India's got a quarter of a trillion. Russia's got half a trillion. So,
they've got the deep pockets. And they're actively looking to convert their
U.S. dollars into hard assets. And it's not just these three emerging
countries that I've mentioned that have surplus cash; there's Korea and
Japan, as well.
TGR: What
are some of the investment plays that you're doing right now with the Fund?
CD: I
invest predominantly in private companies because I am trying to look for
tomorrow's stories today at low prices. One interesting private one is a
high-grade iron ore company with 4.5 billion tons in Brazil; it's the
third-largest in Brazil. It's the lowest quartile of producers, and it's the
best positioned to consolidate iron ore producers in Brazil. China is also
now increasing its imports of iron ore from Brazil and has reduced its
imports slightly from Australia. If you look at the shipping that's going
from Australia and Brazil to China with iron ore compared to previously, you
will see a big jump from Brazil, and I think it's because China's a little
bit disappointed that they missed out on the Rio Tinto (RTP)
acquisition.
Other
private companies are coal in Canada, and coal in Indonesia. As I mentioned,
India is hungry for thermal coal, especially from Indonesia because it lowers
transport costs and light sulfur coal suitable for their existing and new
coal-fired power stations. So, if you're bullish on iron ore, you've got to
be bullish on coal as well. And Canada's got lots of untapped resources and
high-grade met coal and a long market history in the Asian steel industry.
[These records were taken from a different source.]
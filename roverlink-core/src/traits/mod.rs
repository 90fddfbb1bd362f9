//! Hardware abstraction traits
//!
//! These traits define the seams between the control loop and the concrete
//! radio, button pad and feedback surface.

pub mod feedback;
pub mod input;
pub mod radio;

pub use feedback::{Feedback, NoFeedback};
pub use input::{InputError, InputSource};
pub use radio::{RadioConfig, RadioError, RadioTransport, RxInfo};
//! Roverlink Hardware Abstraction Layer
//!
//! Chip-agnostic traits for the peripherals the controller touches: a few
//! GPIO lines, the SPI bus to the LoRa radio and the I²C bus to the button
//! pad. Drivers in `roverlink-drivers` are written against these traits so
//! they can be exercised on the host with mocks.
//!
//! # Architecture
//!
//! ```text
//! ┌─────────────────────────────────────────┐
//! │  roverlink-firmware                     │
//! └─────────────────────────────────────────┘
//!          │                      │
//!          ▼                      ▼
//! ┌──────────────────┐   ┌──────────────────┐
//! │ roverlink-drivers│──▶│ roverlink-hal    │
//! │ (RFM95, seesaw)  │   │ (this crate)     │
//! └──────────────────┘   └──────────────────┘
//!                                 ▲
//!                                 │
//!                        ┌──────────────────┐
//!                        │ roverlink-hal-   │
//!                        │     rp2040       │
//!                        └──────────────────┘
//! ```
//!
//! # Traits
//!
//! - [`gpio::OutputPin`], [`gpio::InputPin`] - Digital I/O
//! - [`spi::SpiBus`] - SPI master transfers
//! - [`i2c::I2cBus`] - I2C master transfers

#![no_std]
#![deny(unsafe_code)]

pub mod gpio;
pub mod i2c;
pub mod spi;

// Re-export key traits at crate root for convenience
pub use gpio::{InputPin, OutputPin};
pub use i2c::I2cBus;
pub use spi::SpiBus;
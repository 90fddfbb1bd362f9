//! GPIO adapters

use embassy_rp::gpio::{AnyPin, Input, Level, Output, Pull};
use embassy_rp::Peri;
use roverlink_hal::{InputPin, OutputPin};

/// Push-pull output
pub struct RpOutput(Output<'static>);

impl RpOutput {
    /// Configure `pin` as an output at `initial` level
    pub fn new(pin: Peri<'static, AnyPin>, initial_high: bool) -> Self {
        let level = if initial_high { Level::High } else { Level::Low };
        Self(Output::new(pin, level))
    }
}

impl OutputPin for RpOutput {
    fn set_high(&mut self) {
        self.0.set_high();
    }

    fn set_low(&mut self) {
        self.0.set_low();
    }

    fn is_set_high(&self) -> bool {
        self.0.is_set_high()
    }
}

/// Digital input, optionally pulled up
pub struct RpInput(Input<'static>);

impl RpInput {
    pub fn new(pin: Peri<'static, AnyPin>, pull_up: bool) -> Self {
        let pull = if pull_up { Pull::Up } else { Pull::None };
        Self(Input::new(pin, pull))
    }
}

impl InputPin for RpInput {
    fn is_high(&self) -> bool {
        self.0.is_high()
    }
}
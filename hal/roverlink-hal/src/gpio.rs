//! GPIO pin abstractions
//!
//! Used for the radio chip select and reset lines, the radio DIO0 interrupt
//! line and the transmit indicator LED.

/// Digital output pin
pub trait OutputPin {
    /// Drive the pin high (logic 1)
    fn set_high(&mut self);

    /// Drive the pin low (logic 0)
    fn set_low(&mut self);

    /// Drive the pin to a specific level
    fn set_state(&mut self, high: bool) {
        if high {
            self.set_high();
        } else {
            self.set_low();
        }
    }

    /// Whether the pin is currently driven high
    fn is_set_high(&self) -> bool;
}

/// Digital input pin
pub trait InputPin {
    /// Whether the pin reads high (logic 1)
    fn is_high(&self) -> bool;

    /// Whether the pin reads low (logic 0)
    fn is_low(&self) -> bool {
        !self.is_high()
    }
}

/// Output that may be wired active-low
///
/// Wraps a pin so callers can say "on"/"off" without caring about the
/// board's polarity.
pub struct Polarized<P> {
    pin: P,
    inverted: bool,
}

impl<P: OutputPin> Polarized<P> {
    pub fn new(pin: P, inverted: bool) -> Self {
        Self { pin, inverted }
    }

    /// Switch the output on
    pub fn on(&mut self) {
        self.pin.set_state(!self.inverted);
    }

    /// Switch the output off
    pub fn off(&mut self) {
        self.pin.set_state(self.inverted);
    }

    /// Whether the output is currently on
    pub fn is_on(&self) -> bool {
        self.pin.is_set_high() != self.inverted
    }

    pub fn into_inner(self) -> P {
        self.pin
    }
}

impl<P: OutputPin> OutputPin for Polarized<P> {
    fn set_high(&mut self) {
        self.on();
    }

    fn set_low(&mut self) {
        self.off();
    }

    fn is_set_high(&self) -> bool {
        self.is_on()
    }
}

/// An absent pin: writes are dropped and it always reads low
impl<P: OutputPin> OutputPin for Option<P> {
    fn set_high(&mut self) {
        if let Some(pin) = self {
            pin.set_high();
        }
    }

    fn set_low(&mut self) {
        if let Some(pin) = self {
            pin.set_low();
        }
    }

    fn is_set_high(&self) -> bool {
        self.as_ref().is_some_and(|pin| pin.is_set_high())
    }
}

#[cfg(test)]
mod tests {
    use super::*;

    struct FakePin(bool);

    impl OutputPin for FakePin {
        fn set_high(&mut self) {
            self.0 = true;
        }
        fn set_low(&mut self) {
            self.0 = false;
        }
        fn is_set_high(&self) -> bool {
            self.0
        }
    }

    #[test]
    fn test_active_high() {
        let mut led = Polarized::new(FakePin(false), false);
        led.on();
        assert!(led.is_on());
        assert!(led.into_inner().0);
    }

    #[test]
    fn test_active_low() {
        let mut led = Polarized::new(FakePin(true), true);
        led.on();
        assert!(led.is_on());
        led.off();
        assert!(!led.is_on());
        assert!(led.into_inner().0);
    }

    #[test]
    fn test_absent_pin() {
        let mut led: Option<FakePin> = None;
        led.set_high();
        assert!(!led.is_set_high());

        let mut led = Some(FakePin(false));
        led.set_high();
        assert!(led.is_set_high());
    }
}
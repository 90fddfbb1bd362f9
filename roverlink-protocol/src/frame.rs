//! Outbound command frame encoding.
//!
//! Frame format:
//! - ROVER ID (1+ bytes): text, no `,` and no NUL
//! - SEPARATOR (1 byte): `,`
//! - COMMAND (1+ bytes): text, no `,` and no NUL
//! - TERMINATOR (1 byte): 0x00
//!
//! The radio transport carries the frame as an opaque payload.

use heapless::Vec;

/// Field separator between rover id and command
pub const SEPARATOR: u8 = b',';

/// Frame terminator
pub const TERMINATOR: u8 = 0x00;

/// Largest frame the codec will build.
///
/// Matches the largest user message an RFM95 carries once the 4-byte
/// RadioHead header is accounted for.
pub const MAX_FRAME_SIZE: usize = 251;

/// Errors that can occur while encoding a frame
#[derive(Debug, Clone, Copy, PartialEq, Eq)]
#[cfg_attr(feature = "defmt", derive(defmt::Format))]
pub enum FrameError {
    /// A field contains the `,` separator
    ReservedSeparator,
    /// A field contains a NUL byte
    EmbeddedNul,
    /// A field is empty
    EmptyField,
    /// Encoded frame exceeds the transport payload limit
    PayloadTooLarge,
}

/// Encoded frame, ready to hand to a radio transport
#[derive(Debug, Clone, PartialEq, Eq)]
pub struct OutboundFrame {
    bytes: Vec<u8, MAX_FRAME_SIZE>,
    split: usize,
}

impl OutboundFrame {
    /// Raw frame bytes including the NUL terminator
    pub fn as_bytes(&self) -> &[u8] {
        &self.bytes
    }

    /// Frame length in bytes, terminator included
    pub fn len(&self) -> usize {
        self.bytes.len()
    }

    /// A frame always holds at least `",\0"` plus two non-empty fields
    pub fn is_empty(&self) -> bool {
        self.bytes.is_empty()
    }

    /// Rover id part of the frame
    pub fn rover_id(&self) -> &str {
        // Fields were copied from `&str`s and split on ASCII bytes
        core::str::from_utf8(&self.bytes[..self.split]).unwrap_or("")
    }

    /// Command part of the frame
    pub fn command(&self) -> &str {
        let end = self.bytes.len() - 1;
        core::str::from_utf8(&self.bytes[self.split + 1..end]).unwrap_or("")
    }

    /// Frame text without the terminator, for logging
    pub fn text(&self) -> &str {
        let end = self.bytes.len() - 1;
        core::str::from_utf8(&self.bytes[..end]).unwrap_or("")
    }
}

fn check_field(field: &str) -> Result<(), FrameError> {
    if field.is_empty() {
        return Err(FrameError::EmptyField);
    }
    let bytes = field.as_bytes();
    if bytes.contains(&SEPARATOR) {
        return Err(FrameError::ReservedSeparator);
    }
    if bytes.contains(&TERMINATOR) {
        return Err(FrameError::EmbeddedNul);
    }
    Ok(())
}

/// Build the frame `rover_id "," command NUL`.
///
/// `max_payload` is the transport's payload limit; the codec never builds
/// more than [`MAX_FRAME_SIZE`] bytes regardless.
pub fn encode(rover_id: &str, command: &str, max_payload: usize) -> Result<OutboundFrame, FrameError> {
    check_field(rover_id)?;
    check_field(command)?;

    let frame_len = rover_id.len() + 1 + command.len() + 1;
    if frame_len > max_payload.min(MAX_FRAME_SIZE) {
        return Err(FrameError::PayloadTooLarge);
    }

    let mut bytes = Vec::new();
    bytes
        .extend_from_slice(rover_id.as_bytes())
        .map_err(|_| FrameError::PayloadTooLarge)?;
    bytes.push(SEPARATOR).map_err(|_| FrameError::PayloadTooLarge)?;
    bytes
        .extend_from_slice(command.as_bytes())
        .map_err(|_| FrameError::PayloadTooLarge)?;
    bytes.push(TERMINATOR).map_err(|_| FrameError::PayloadTooLarge)?;

    Ok(OutboundFrame {
        bytes,
        split: rover_id.len(),
    })
}
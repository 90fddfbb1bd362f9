//! Process state machine
//!
//! The controller is either booting, running its tick loop, or halted after
//! a fatal startup failure. Halted is terminal.

pub mod events;
pub mod machine;

pub use events::Event;
pub use machine::{FatalKind, State};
There's a lot of infrastructure already in place there to deliver to export
markets.
Another
one that I am looking at is potash in Brazil. It's amazing, but Brazil
imports 90% of its potash needs, and it's got a growing agricultural market. So
that's only just growing. I am just amazed that Brazil got itself into this
position.
TGR:
You're mentioning a lot of private companies. How can our readers who are
individual investors take advantage of some of these tomorrow stories today?
CD: The
best way to take advantage of these private companies is to invest in a Fund
like the CD Private Equity Natural Resources Fund that invests predominantly
in privates.
I'm
a big believer in people; I am a backer of jockeys, rather than horses, and
so I think the key is to look for a really good management team and you just
have to look at what the market will pay for top management. One example is
my ex-colleagues, Pierre Lassonde and David Harquail, at Franco Nevada Corp. (FNNVF.PK), who in their last fundraising managed
to raise money at a premium to the market price. That's a good one as they
have an excellent business model. It's a royalty company and they don't have
to lie awake at night worrying about day-to-day mining technical issues. They
just have to cash their royalty checks.
Colombia
Goldfields Ltd. ((TSX:GOL)) is
another one I like. It has recently been subject to a takeover by Medoro Resources Ltd. ((TSX.V:MRS)).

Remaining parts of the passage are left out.